The damage that can be done by a single ring 0 driver like Crowdstrike's Falcon software shows how critical it is to ensure memory safety. By using Rust, a memory-safe yet highly performant programming language with a restrictive compiler, we could drastically improve security and memory safety. We can witness Rust's influence on the systems development community since even the Linux kernel, which has been using C for almost 30 years without accepting other languages like C++, now allows Rust code in its codebase [20].

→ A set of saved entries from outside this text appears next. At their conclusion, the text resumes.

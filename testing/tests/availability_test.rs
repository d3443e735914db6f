//! Weekly and admin listings.

#![allow(clippy::unwrap_used)]

use slotbook_core::{BookingError, CategoryFilter, SlotFilter, SlotStatus, Viewer};
use slotbook_testing::TestServices;
use slotbook_testing::fixtures::{WEEK_START, admin, alice, bob, date, viewer};

#[tokio::test]
async fn empty_week_still_has_seven_ascending_days() {
    let services = TestServices::new();

    let week = services
        .availability
        .week(date(WEEK_START), CategoryFilter::All, &Viewer::Anonymous)
        .await
        .unwrap();

    assert_eq!(week.len(), 7);
    assert_eq!(week[0].date, date(WEEK_START));
    assert_eq!(week[6].date, date("2024-06-16"));
    assert!(week.windows(2).all(|pair| pair[0].date < pair[1].date));
    assert!(week.iter().all(|day| day.slots.is_empty()));
}

#[tokio::test]
async fn slots_outside_the_window_are_excluded() {
    let services = TestServices::new();
    services.slots.seed("Yoga", "2024-06-09", "09:00", "10:00").unwrap();
    services.slots.seed("Yoga", "2024-06-16", "09:00", "10:00").unwrap();
    services.slots.seed("Yoga", "2024-06-17", "09:00", "10:00").unwrap();

    let week = services
        .availability
        .week(date(WEEK_START), CategoryFilter::All, &Viewer::Anonymous)
        .await
        .unwrap();

    let total: usize = week.iter().map(|day| day.slots.len()).sum();
    assert_eq!(total, 1);
    assert_eq!(week[6].slots.len(), 1);
}

#[tokio::test]
async fn slots_are_grouped_by_day_in_start_order() {
    let services = TestServices::new();
    let late = services.slots.seed("Yoga", "2024-06-11", "02:00 PM", "03:00 PM").unwrap();
    let early = services.slots.seed("Yoga", "2024-06-11", "08:00", "09:00").unwrap();

    let week = services
        .availability
        .week(date(WEEK_START), CategoryFilter::All, &Viewer::Anonymous)
        .await
        .unwrap();

    let tuesday: Vec<_> = week[1].slots.iter().map(|slot| slot.id).collect();
    assert_eq!(tuesday, vec![early.id, late.id]);
    assert_eq!(week[1].slots[1].time, "02:00 PM \u{2013} 03:00 PM");
}

#[tokio::test]
async fn category_filter_is_exact() {
    let services = TestServices::new();
    services.slots.seed("Yoga", "2024-06-10", "09:00", "10:00").unwrap();
    services.slots.seed("Pilates", "2024-06-10", "10:00", "11:00").unwrap();

    let week = services
        .availability
        .week(
            date(WEEK_START),
            CategoryFilter::from_param(Some("Pilates")),
            &Viewer::Anonymous,
        )
        .await
        .unwrap();

    assert_eq!(week[0].slots.len(), 1);
    assert_eq!(week[0].slots[0].category, "Pilates");
}

#[tokio::test]
async fn status_is_viewer_relative_after_claim() {
    let services = TestServices::new();
    let slot = services.slots.seed("Yoga", "2024-06-10", "09:00", "10:00").unwrap();
    services.booking.claim(slot.id, &alice()).await.unwrap();

    let status_for = |who: Viewer| {
        let availability = services.availability.clone();
        async move {
            availability
                .week(date(WEEK_START), CategoryFilter::All, &who)
                .await
                .unwrap()[0]
                .slots[0]
                .status
        }
    };

    assert_eq!(status_for(viewer(&alice())).await, SlotStatus::Mine);
    assert_eq!(status_for(viewer(&bob())).await, SlotStatus::Booked);
    assert_eq!(status_for(Viewer::Anonymous).await, SlotStatus::Booked);

    let admin_rows = services
        .availability
        .admin_list(&viewer(&admin()), &SlotFilter::default())
        .await
        .unwrap();
    assert_eq!(admin_rows[0].status, SlotStatus::Booked);
    assert_eq!(admin_rows[0].booked_by.as_deref(), Some("alice"));
}

#[tokio::test]
async fn admin_list_rejects_non_admins_before_querying() {
    let services = TestServices::new();
    // An outage would surface as Unavailable if the store were reached.
    services.slots.set_unavailable(true);

    let err = services
        .availability
        .admin_list(&viewer(&alice()), &SlotFilter::default())
        .await
        .unwrap_err();
    assert!(matches!(err, BookingError::PermissionDenied(_)));

    let err = services
        .availability
        .admin_list(&Viewer::Anonymous, &SlotFilter::default())
        .await
        .unwrap_err();
    assert!(matches!(err, BookingError::Unauthenticated(_)));
}

#[tokio::test]
async fn admin_list_honours_open_ended_ranges() {
    let services = TestServices::new();
    for day in ["2024-01-01", "2024-06-10", "2025-03-01"] {
        services.slots.seed("Yoga", day, "09:00", "10:00").unwrap();
    }
    let admin = viewer(&admin());

    let from_june = SlotFilter::from_params(Some("2024-06-01"), None, None).unwrap();
    let rows = services.availability.admin_list(&admin, &from_june).await.unwrap();
    assert_eq!(rows.len(), 2);
    assert!(rows.windows(2).all(|pair| pair[0].date <= pair[1].date));

    let everything = services
        .availability
        .admin_list(&admin, &SlotFilter::default())
        .await
        .unwrap();
    assert_eq!(everything.len(), 3);
    assert!(everything.iter().all(|row| row.status == SlotStatus::Available));
}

However, it's also essential to consider Rust's safety limits. While using Rust for a driver improves the overall safety of the process while not compensating for performance, direct memory and I/O operations have to be implemented in a memory-unsafe way. A userspace driver using physical DMA addresses enables a device to have full access to the memory and potentially do detrimental I/O operations. Malicious firmware attacks are a rising threat. To enforce safety at the device level, we need to use the IOMMU, a safe way of doing direct memory access. The IOMMU acts as a layer of isolation between devices and memory. Using virtual addresses, the IOMMU provides a bigger virtual address space and enforces memory access rights [2].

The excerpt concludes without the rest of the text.